_AVAILABLE RECORDS_
+++

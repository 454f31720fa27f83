use sea_orm_migration::{prelude::*, schema::*};

#[derive(DeriveMigrationName)]

pub struct Migration;

#[async_trait::async_trait]

impl MigrationTrait for Migration {
    async fn up(&self, manager: &SchemaManager) -> Result<(), DbErr> {
        manager
            .create_table(
                Table::create()
                    .table(Destination::Table)
                    .if_not_exists()
                    .col(pk_auto(Destination::Id))
                    .col(string_uniq(Destination::GuildId))
                    .col(string_null(Destination::ChannelId))
                    .col(string_null(Destination::WebhookUrl))
                    .to_owned(),
            )
            .await
    }

    async fn down(&self, manager: &SchemaManager) -> Result<(), DbErr> {
        manager
            .drop_table(Table::drop().table(Destination::Table).to_owned())
            .await
    }
}

#[derive(DeriveIden)]

pub enum Destination {
    Table,
    Id,
    GuildId,
    ChannelId,
    WebhookUrl,
}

+++

_TASK_
Write every entry out again, exactly as it stands.

_RESULT_
repository 454f31720fa27f83
use sea_orm_migration::{prelude::*, schema::*};

#[derive(DeriveMigrationName)]

pub struct Migration;

#[async_trait::async_trait]

impl MigrationTrait for Migration {
    async fn up(&self, manager: &SchemaManager) -> Result<(), DbErr> {
        manager
            .create_table(
                Table::create()
                    .table(Destination::Table)
                    .if_not_exists()
                    .col(pk_auto(Destination::Id))
                    .col(string_uniq(Destination::GuildId))
                    .col(string_null(Destination::ChannelId))
                    .col(string_null(Destination::WebhookUrl))
                    .to_owned(),
            )
            .await
    }

    async fn down(&self, manager: &SchemaManager) -> Result<(), DbErr> {
        manager
            .drop_table(Table::drop().table(Destination::Table).to_owned())
            .await
    }
}

#[derive(DeriveIden)]

pub enum Destination {
    Table,
    Id,
    GuildId,
    ChannelId,
    WebhookUrl,
}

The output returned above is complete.